Die klassische Kalligrafie führt quer durch die Schriftgeschichte. Ab dem 20. Jahrhundert haben die Menschen verstärkt die eigene Handschrift eingebracht, so Hoyer: "Vielen reicht es langfristig nicht, bestehende Schriften zu erlernen. Sie wollen selbst kreativ werden." Den Handlettering-Trend sieht er positiv: "Diese Form spricht zunächst mehr Menschen an, weil es eben nicht um Perfektion geht." Viele Hobbykünstler fänden sogar über das Handlettering zur Kalligrafie.

Schreibschrift ist allerdings auch ein Politikum. Immer wieder wird über ihren Stellenwert diskutiert. In den USA etwa lernen Schüler keine gebundene Schreibschrift mehr, sondern nur Druckschrift und Tastaturschreiben. Befürworter bezeichnen die Handschrift indes als "Denkwerkzeug". Hoyer betont, im Kopf passiere viel, wenn Kinder schreiben lernen.

Handlettering ist meditativ

Auch Erwachsene durchbrechen mit dem Schönschreiben durchaus den Alltag am PC, ergänzt Maria Glukhova. Gemeinsam mit Christiane Baumann betreibt sie den Designblog "dots and stripes". "Handlettering ist sehr meditativ", sagt Glukhova. "Man muss sich darauf konzentrieren und kann nicht noch drei andere Dinge nebenher machen." Und: Am Ende steht ein greifbares Ergebnis. "Es ist wieder en vogue, Dinge im wahrsten Sinne des Wortes in die Hand zu nehmen", erklärt Baumann - das zeige der Do-It-Yourself-Trend seit Jahren.Menschen stricken, bauen selbst kleine Möbel, pflegen Gemüsebeete - oder lettern. Damit könne jeder sofort anfangen, betont Katja Haas: "Es ist schon ein spannender Prozess, einmal bewusst mit einem Bleistift das Alphabet zu schreiben." In ihren Handlettering-Büchern gibt sie weiterführende Tipps - inklusive Übungsseiten und Ideensammlung. Sie schmunzelt: "Es besteht durchaus Suchtgefahr."

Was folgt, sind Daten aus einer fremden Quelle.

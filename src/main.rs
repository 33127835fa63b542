//! Constraint advisor CLI entry point.

use clap::Parser;

use constraint_advisor::cli::{commands, handle_error, Cli, Commands};
use constraint_advisor::infrastructure::config::ConfigLoader;
use constraint_advisor::infrastructure::logging::{LogConfig, LoggerImpl};

#[tokio::main]
async fn main() {
    let cli = Cli::parse();

    let config = match ConfigLoader::load() {
        Ok(config) => config,
        Err(err) => handle_error(err, cli.json),
    };

    let _logger = match LoggerImpl::init(&LogConfig::from(&config.logging)) {
        Ok(logger) => logger,
        Err(err) => handle_error(err, cli.json),
    };

    let result = match cli.command {
        Commands::Init(args) => commands::init::execute(args, &config, cli.json).await,
        Commands::Session(args) => commands::session::execute(args, &config, cli.json).await,
        Commands::Rules(args) => commands::rules::execute(args, &config, cli.json),
    };

    if let Err(err) = result {
        handle_error(err, cli.json);
    }
}
use anyhow::{Context, Result};
use figment::providers::{Env, Format, Serialized, Yaml};
use figment::Figment;
use std::path::Path;
use thiserror::Error;

use crate::domain::models::config::Config;

/// Directory holding project configuration, relative to the working directory
pub const CONFIG_DIR: &str = ".advisor";

/// Configuration error types
#[derive(Error, Debug)]
pub enum ConfigError {
    #[error("Invalid log level: {0}. Must be one of: trace, debug, info, warn, error")]
    InvalidLogLevel(String),

    #[error("Invalid log format: {0}. Must be one of: json, pretty")]
    InvalidLogFormat(String),

    #[error("Invalid log rotation: {0}. Must be one of: daily, hourly, never")]
    InvalidRotation(String),

    #[error("Database path cannot be empty")]
    EmptyDatabasePath,

    #[error("Invalid max_connections: {0}. Must be at least 1")]
    InvalidMaxConnections(u32),

    #[error("Invalid {name}: {value}. Must be between 0.0 and 1.0")]
    InvalidThreshold { name: &'static str, value: f64 },

    #[error("Invalid {0}: must be at least 1")]
    ZeroWindow(&'static str),

    #[error(
        "Invalid backoff configuration: initial_backoff_ms ({0}) must not exceed max_backoff_ms ({1})"
    )]
    InvalidBackoff(u64, u64),
}

/// Configuration loader with hierarchical merging
pub struct ConfigLoader;

impl ConfigLoader {
    /// Load configuration with hierarchical merging
    ///
    /// Precedence (lowest to highest):
    /// 1. Programmatic defaults (Serialized)
    /// 2. .advisor/config.yaml (project config, created by init)
    /// 3. .advisor/local.yaml (project local overrides, optional)
    /// 4. Environment variables (ADVISOR_* prefix, `__` separates sections)
    pub fn load() -> Result<Config> {
        Self::load_from_dir(CONFIG_DIR)
    }

    /// Same precedence as [`ConfigLoader::load`], rooted at `dir`
    pub fn load_from_dir(dir: impl AsRef<Path>) -> Result<Config> {
        let dir = dir.as_ref();
        let config: Config = Figment::new()
            .merge(Serialized::defaults(Config::default()))
            .merge(Yaml::file(dir.join("config.yaml")))
            .merge(Yaml::file(dir.join("local.yaml")))
            .merge(Env::prefixed("ADVISOR_").split("__"))
            .extract()
            .context("Failed to extract configuration from figment")?;

        Self::validate(&config)?;
        Ok(config)
    }

    /// Load configuration from a specific file, without env overrides
    pub fn load_from_file(path: impl AsRef<Path>) -> Result<Config> {
        let config: Config = Figment::new()
            .merge(Serialized::defaults(Config::default()))
            .merge(Yaml::file(path.as_ref()))
            .extract()
            .with_context(|| format!("Failed to load config from {}", path.as_ref().display()))?;

        Self::validate(&config)?;
        Ok(config)
    }

    /// Validate configuration after loading
    pub fn validate(config: &Config) -> Result<(), ConfigError> {
        if config.database.path.is_empty() {
            return Err(ConfigError::EmptyDatabasePath);
        }
        if config.database.max_connections == 0 {
            return Err(ConfigError::InvalidMaxConnections(
                config.database.max_connections,
            ));
        }

        let valid_log_levels = ["trace", "debug", "info", "warn", "error"];
        if !valid_log_levels.contains(&config.logging.level.as_str()) {
            return Err(ConfigError::InvalidLogLevel(config.logging.level.clone()));
        }
        let valid_log_formats = ["json", "pretty"];
        if !valid_log_formats.contains(&config.logging.format.as_str()) {
            return Err(ConfigError::InvalidLogFormat(config.logging.format.clone()));
        }
        let valid_rotations = ["daily", "hourly", "never"];
        if !valid_rotations.contains(&config.logging.rotation.as_str()) {
            return Err(ConfigError::InvalidRotation(config.logging.rotation.clone()));
        }

        let engine = &config.engine;
        for (name, value) in [
            ("hypothesis_clarity_threshold", engine.hypothesis_clarity_threshold),
            ("closing_clarity_threshold", engine.closing_clarity_threshold),
            ("low_capacity_threshold", engine.low_capacity_threshold),
        ] {
            if !(0.0..=1.0).contains(&value) {
                return Err(ConfigError::InvalidThreshold { name, value });
            }
        }
        for (name, value) in [
            ("rejection_threshold", engine.rejection_threshold),
            ("tactical_drift_threshold", engine.tactical_drift_threshold),
            ("low_effort_threshold", engine.low_effort_threshold),
        ] {
            if value == 0 {
                return Err(ConfigError::ZeroWindow(name));
            }
        }
        if engine.variety_window == 0 {
            return Err(ConfigError::ZeroWindow("variety_window"));
        }

        let coordinator = &config.coordinator;
        if coordinator.initial_backoff_ms > coordinator.max_backoff_ms {
            return Err(ConfigError::InvalidBackoff(
                coordinator.initial_backoff_ms,
                coordinator.max_backoff_ms,
            ));
        }

        Ok(())
    }
}
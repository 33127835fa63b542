//! Loading of the component rule and overlay registries from disk.

use anyhow::{Context, Result};
use std::path::Path;
use tracing::info;

use crate::domain::models::{ComponentsConfig, OverlaysConfig};
use crate::services::{ComponentRegistry, OverlayRegistry};

/// Built-in registry unless a rules file is configured.
pub fn load_component_registry(config: &ComponentsConfig) -> Result<ComponentRegistry> {
    let Some(path) = config.rules_path.as_deref() else {
        return Ok(ComponentRegistry::builtin());
    };
    let yaml = read(path)?;
    let registry = ComponentRegistry::from_yaml_str(&yaml)
        .with_context(|| format!("Invalid component rules in {path}"))?;
    info!(path, rules = registry.rule_count(), "loaded component rules");
    Ok(registry)
}

/// Built-in overlays, overridden by the configured file if any.
pub fn load_overlay_registry(config: &OverlaysConfig) -> Result<OverlayRegistry> {
    let Some(path) = config.path.as_deref() else {
        return Ok(OverlayRegistry::builtin());
    };
    let yaml = read(path)?;
    let registry = OverlayRegistry::from_yaml_str(&yaml)
        .with_context(|| format!("Invalid overlays in {path}"))?;
    info!(path, "loaded prompt overlays");
    Ok(registry)
}

fn read(path: &str) -> Result<String> {
    std::fs::read_to_string(Path::new(path)).with_context(|| format!("Failed to read {path}"))
}

#[cfg(test)]
mod tests {
    use super::*;
    use crate::domain::models::{ComponentType, TriggerPoint};
    use std::io::Write;

    #[test]
    fn test_unset_paths_use_builtins() {
        let registry = load_component_registry(&ComponentsConfig::default()).unwrap();
        assert_eq!(registry.rule_count(), ComponentRegistry::builtin().rule_count());
        assert!(load_overlay_registry(&OverlaysConfig::default()).is_ok());
    }

    #[test]
    fn test_rules_file_replaces_builtins() {
        let mut file = tempfile::NamedTempFile::new().unwrap();
        write!(
            file,
            r#"
rules:
  - name: progress-always
    trigger: after_response
    component: progress_indicator
    priority: 1
"#
        )
        .unwrap();

        let config = ComponentsConfig {
            rules_path: Some(file.path().display().to_string()),
        };
        let registry = load_component_registry(&config).unwrap();
        assert_eq!(registry.rule_count(), 1);
        assert_eq!(registry.rules_for(TriggerPoint::AfterResponse).len(), 1);
        assert_eq!(
            registry.rules_for(TriggerPoint::AfterResponse)[0].component,
            ComponentType::ProgressIndicator
        );
    }

    #[test]
    fn test_missing_file_reports_path() {
        let config = ComponentsConfig {
            rules_path: Some("/nonexistent/rules.yaml".to_string()),
        };
        let err = load_component_registry(&config).unwrap_err();
        assert!(format!("{err:#}").contains("/nonexistent/rules.yaml"));
    }
}
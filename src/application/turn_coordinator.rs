//! Turn coordinator: the async shell around the pure engines.
//!
//! One turn runs analysis, then a read/decide/apply/evaluate/commit cycle
//! under an optimistic version check, then overlay composition and
//! generation. Turns are serialized per session id inside the process; a
//! version conflict from another writer re-reads state and retries with
//! exponential backoff.

use backoff::future::retry_notify;
use backoff::ExponentialBackoffBuilder;
use serde::Serialize;
use std::collections::HashMap;
use std::sync::atomic::{AtomicU32, Ordering};
use std::sync::Arc;
use std::time::Duration;
use tokio::sync::{Mutex, RwLock};
use tracing::{debug, error, info, instrument, warn};
use uuid::Uuid;

use crate::domain::errors::{DomainError, DomainResult};
use crate::domain::models::{
    Action, ComponentContext, ConversationState, CoordinatorConfig, Decision, DecisionRule,
    EffectiveState, Module0Context, Phase, PhaseTransition, RenderedComponent, TriggerPoint,
    UnifiedAnalysis,
};
use crate::domain::ports::{
    ConversationRepository, GenerationRequest, MessageAnalyzer, ResponseGenerator,
};
use crate::infrastructure::logging::PiiScrubber;
use crate::services::{ComponentRegistry, ComponentRuleEngine, DecisionEngine, OverlayRegistry};

const MESSAGE_PREVIEW_CHARS: usize = 80;

/// Externally visible result of one processed turn.
#[derive(Debug, Clone, Serialize)]
pub struct TurnResponse {
    pub session_id: Uuid,
    /// 1-based number of this turn.
    pub turn: u32,
    pub phase: Phase,
    pub action: Action,
    pub rule: DecisionRule,
    pub transition: Option<PhaseTransition>,
    pub reply: String,
    pub components: Vec<RenderedComponent>,
}

/// State and outputs of a successfully committed turn.
struct CommittedTurn {
    state: ConversationState,
    decision: Decision,
    trigger: TriggerPoint,
    components: Vec<RenderedComponent>,
}

pub struct TurnCoordinator<R: ConversationRepository> {
    repository: Arc<R>,
    analyzer: Arc<dyn MessageAnalyzer>,
    generator: Arc<dyn ResponseGenerator>,
    decision_engine: DecisionEngine,
    component_engine: ComponentRuleEngine,
    overlays: Arc<OverlayRegistry>,
    config: CoordinatorConfig,
    /// In-flight turn locks; an entry lives only while a turn holds or awaits it.
    session_locks: RwLock<HashMap<Uuid, Arc<Mutex<()>>>>,
    scrubber: PiiScrubber,
}

impl<R: ConversationRepository + 'static> TurnCoordinator<R> {
    /// Coordinator with default engine thresholds and built-in registries.
    pub fn new(
        repository: Arc<R>,
        analyzer: Arc<dyn MessageAnalyzer>,
        generator: Arc<dyn ResponseGenerator>,
    ) -> Self {
        Self {
            repository,
            analyzer,
            generator,
            decision_engine: DecisionEngine::default(),
            component_engine: ComponentRuleEngine::new(Arc::new(ComponentRegistry::builtin())),
            overlays: Arc::new(OverlayRegistry::builtin()),
            config: CoordinatorConfig::default(),
            session_locks: RwLock::new(HashMap::new()),
            scrubber: PiiScrubber::new(),
        }
    }

    pub fn with_decision_engine(mut self, engine: DecisionEngine) -> Self {
        self.decision_engine = engine;
        self
    }

    pub fn with_component_registry(mut self, registry: Arc<ComponentRegistry>) -> Self {
        self.component_engine = ComponentRuleEngine::new(registry);
        self
    }

    pub fn with_overlays(mut self, overlays: Arc<OverlayRegistry>) -> Self {
        self.overlays = overlays;
        self
    }

    pub fn with_config(mut self, config: CoordinatorConfig) -> Self {
        self.config = config;
        self
    }

    /// Create and persist a fresh session in the intake phase.
    #[instrument(skip(self, module0_context), err)]
    pub async fn start_session(
        &self,
        module0_context: Module0Context,
    ) -> DomainResult<ConversationState> {
        let state = ConversationState::new(
            module0_context,
            self.decision_engine.config().variety_window,
        );
        self.repository.create(&state).await?;
        info!(session_id = %state.session_id, "session started");
        Ok(state)
    }

    /// Current state of a session.
    pub async fn session(&self, session_id: Uuid) -> DomainResult<ConversationState> {
        self.load(session_id).await
    }

    /// Most recently updated sessions.
    pub async fn sessions(&self, limit: usize) -> DomainResult<Vec<ConversationState>> {
        self.repository.list(limit).await
    }

    /// Process one user message and produce the reply.
    ///
    /// Only persistence failures and a missing or corrupt session surface
    /// as errors. Analysis and generation failures degrade to neutral
    /// signals and the fallback reply.
    #[instrument(skip(self, message), fields(session_id = %session_id), err)]
    pub async fn process_turn(&self, session_id: Uuid, message: &str) -> DomainResult<TurnResponse> {
        let lock = self.session_lock(session_id).await;
        let result = {
            let _guard = lock.lock().await;
            self.run_turn(session_id, message).await
        };
        self.release_session_lock(session_id, lock).await;
        result
    }

    async fn run_turn(&self, session_id: Uuid, message: &str) -> DomainResult<TurnResponse> {
        let before = self.load(session_id).await?;
        debug!(
            session_id = %session_id,
            message = %self.scrubber.preview(message, MESSAGE_PREVIEW_CHARS),
            "processing turn"
        );

        let analysis = match self.analyzer.analyze(&before, message).await {
            Ok(analysis) => analysis,
            Err(e) => {
                warn!(session_id = %session_id, error = %e, "analysis failed; using neutral signals");
                UnifiedAnalysis::neutral()
            }
        };

        let committed = self.commit_turn(session_id, &analysis).await?;
        let decision = &committed.decision;

        let request = GenerationRequest {
            phase: decision.phase,
            action: decision.action,
            instructions: self.overlays.compose(decision.overlay),
            user_message: message.to_string(),
        };
        let reply = match self.generator.generate(&request).await {
            Ok(reply) if !reply.trim().is_empty() => reply,
            Ok(_) => {
                warn!(session_id = %session_id, "generator returned an empty reply; using fallback");
                self.overlays.fallback_reply().to_string()
            }
            Err(e) => {
                warn!(session_id = %session_id, error = %e, "generation failed; using fallback reply");
                self.overlays.fallback_reply().to_string()
            }
        };

        info!(
            session_id = %session_id,
            turn = committed.state.turns_total,
            phase = %decision.phase,
            action = %decision.action,
            rule = %decision.rule,
            trigger = %committed.trigger,
            components = committed.components.len(),
            version = committed.state.version,
            "turn committed"
        );

        Ok(TurnResponse {
            session_id,
            turn: committed.state.turns_total,
            phase: decision.phase,
            action: decision.action,
            rule: decision.rule,
            transition: decision.transition,
            reply,
            components: committed.components,
        })
    }

    async fn commit_turn(
        &self,
        session_id: Uuid,
        analysis: &UnifiedAnalysis,
    ) -> DomainResult<CommittedTurn> {
        let conflicts = AtomicU32::new(0);
        let max_retries = self.config.max_commit_retries;
        let policy = ExponentialBackoffBuilder::new()
            .with_initial_interval(Duration::from_millis(self.config.initial_backoff_ms))
            .with_max_interval(Duration::from_millis(self.config.max_backoff_ms))
            .with_max_elapsed_time(None)
            .build();

        retry_notify(
            policy,
            || {
                let conflicts = &conflicts;
                async move {
                    match self.try_commit(session_id, analysis).await {
                        Ok(turn) => Ok(turn),
                        Err(e) if e.is_retryable() => {
                            let seen = conflicts.fetch_add(1, Ordering::SeqCst) + 1;
                            if seen > max_retries {
                                error!(
                                    session_id = %session_id,
                                    conflicts = seen,
                                    "giving up after repeated commit conflicts"
                                );
                                Err(backoff::Error::permanent(e))
                            } else {
                                Err(backoff::Error::transient(e))
                            }
                        }
                        Err(e) => Err(backoff::Error::permanent(e)),
                    }
                }
            },
            |e: DomainError, wait: Duration| {
                warn!(
                    session_id = %session_id,
                    error = %e,
                    retry_in_ms = u64::try_from(wait.as_millis()).unwrap_or(u64::MAX),
                    "commit conflict; re-reading state"
                );
            },
        )
        .await
    }

    /// One read/decide/apply/evaluate/commit attempt.
    async fn try_commit(
        &self,
        session_id: Uuid,
        analysis: &UnifiedAnalysis,
    ) -> DomainResult<CommittedTurn> {
        let state = self.load(session_id).await?;
        if let Err(e) = state.check_invariants() {
            error!(session_id = %session_id, error = %e, "stored conversation state is invalid");
            return Err(e);
        }

        let decision = self.decision_engine.decide(&state, analysis);
        let effective = EffectiveState::derive(&state, analysis);

        let mut next = state.clone();
        next.apply(&decision);

        let trigger = TriggerPoint::for_decision(&decision);
        let outcome = self.component_engine.evaluate(
            trigger,
            &ComponentContext {
                state: &next,
                effective: &effective,
                decision: &decision,
            },
        );
        next.component_flags.merge(&outcome.flags);

        next.version = self.repository.commit(&next).await?;

        Ok(CommittedTurn {
            state: next,
            decision,
            trigger,
            components: outcome.rendered,
        })
    }

    async fn load(&self, session_id: Uuid) -> DomainResult<ConversationState> {
        self.repository
            .get(session_id)
            .await?
            .ok_or(DomainError::SessionNotFound(session_id))
    }

    async fn session_lock(&self, session_id: Uuid) -> Arc<Mutex<()>> {
        if let Some(lock) = self.session_locks.read().await.get(&session_id) {
            return Arc::clone(lock);
        }
        let mut locks = self.session_locks.write().await;
        Arc::clone(locks.entry(session_id).or_default())
    }

    /// Drop the map entry once no other turn holds or awaits it.
    async fn release_session_lock(&self, session_id: Uuid, lock: Arc<Mutex<()>>) {
        let mut locks = self.session_locks.write().await;
        let idle = locks
            .get(&session_id)
            .is_some_and(|entry| Arc::ptr_eq(entry, &lock) && Arc::strong_count(&lock) == 2);
        if idle {
            locks.remove(&session_id);
        }
    }
}

#[cfg(test)]
mod tests {
    use super::*;
    use crate::adapters::{InMemoryConversationRepository, OverlayEchoGenerator, ScriptedAnalyzer};

    fn coordinator() -> TurnCoordinator<InMemoryConversationRepository> {
        TurnCoordinator::new(
            Arc::new(InMemoryConversationRepository::new()),
            Arc::new(ScriptedAnalyzer::default()),
            Arc::new(OverlayEchoGenerator),
        )
    }

    #[tokio::test]
    async fn test_session_locks_are_released_after_turns() {
        let coordinator = coordinator();
        let a = coordinator.start_session(Module0Context::default()).await.unwrap();
        let b = coordinator.start_session(Module0Context::default()).await.unwrap();

        let (ra, rb, rc) = tokio::join!(
            coordinator.process_turn(a.session_id, "first"),
            coordinator.process_turn(a.session_id, "second"),
            coordinator.process_turn(b.session_id, "first"),
        );
        assert!(ra.is_ok() && rb.is_ok() && rc.is_ok());
        assert!(coordinator.session_locks.read().await.is_empty());
    }

    #[tokio::test]
    async fn test_failed_turn_releases_its_lock() {
        let coordinator = coordinator();
        let err = coordinator.process_turn(Uuid::new_v4(), "hello").await.unwrap_err();
        assert!(matches!(err, DomainError::SessionNotFound(_)));
        assert!(coordinator.session_locks.read().await.is_empty());
    }
}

Beliebt ist Handlettering insbesondere rund um Feste. Etwa bei Weihnachtsgrüßen - oder Hochzeitsdeko, denn viele Paare möchten ihren großen Tag mit einer persönlichen Note feiern. Genau darum geht es beim Handlettering, sagt Glukhova: "Nicht unbedingt um Schönschreiben, sondern um Besonders-Schreiben." In ihrem Buch geben sie und Baumann Tipps, wie sich dieser persönliche Stil entwickeln lässt - ausgehend von der eigenen Handschrift.

Frustration gehört dazu

Die Autorinnen empfehlen, mit einzelnen Worten anzufangen. "Lange Texte sind schwierig, da misslingt schnell mal ein Buchstabe", sagt Glukhova. Wer eine Herausforderung sucht, findet in den Sozialen Netzwerken sogenannte Lettering Challenges: Jeden Tag wird dazu aufgerufen, etwa ein jahreszeitlich passendes Wort zu lettern, zu verzieren und zu posten. Dieses Ausprobieren mache für viele die Faszination aus. Momentan bieten Künstler und Designer auch verstärkt Online-Workshops oder Video-Kurse an.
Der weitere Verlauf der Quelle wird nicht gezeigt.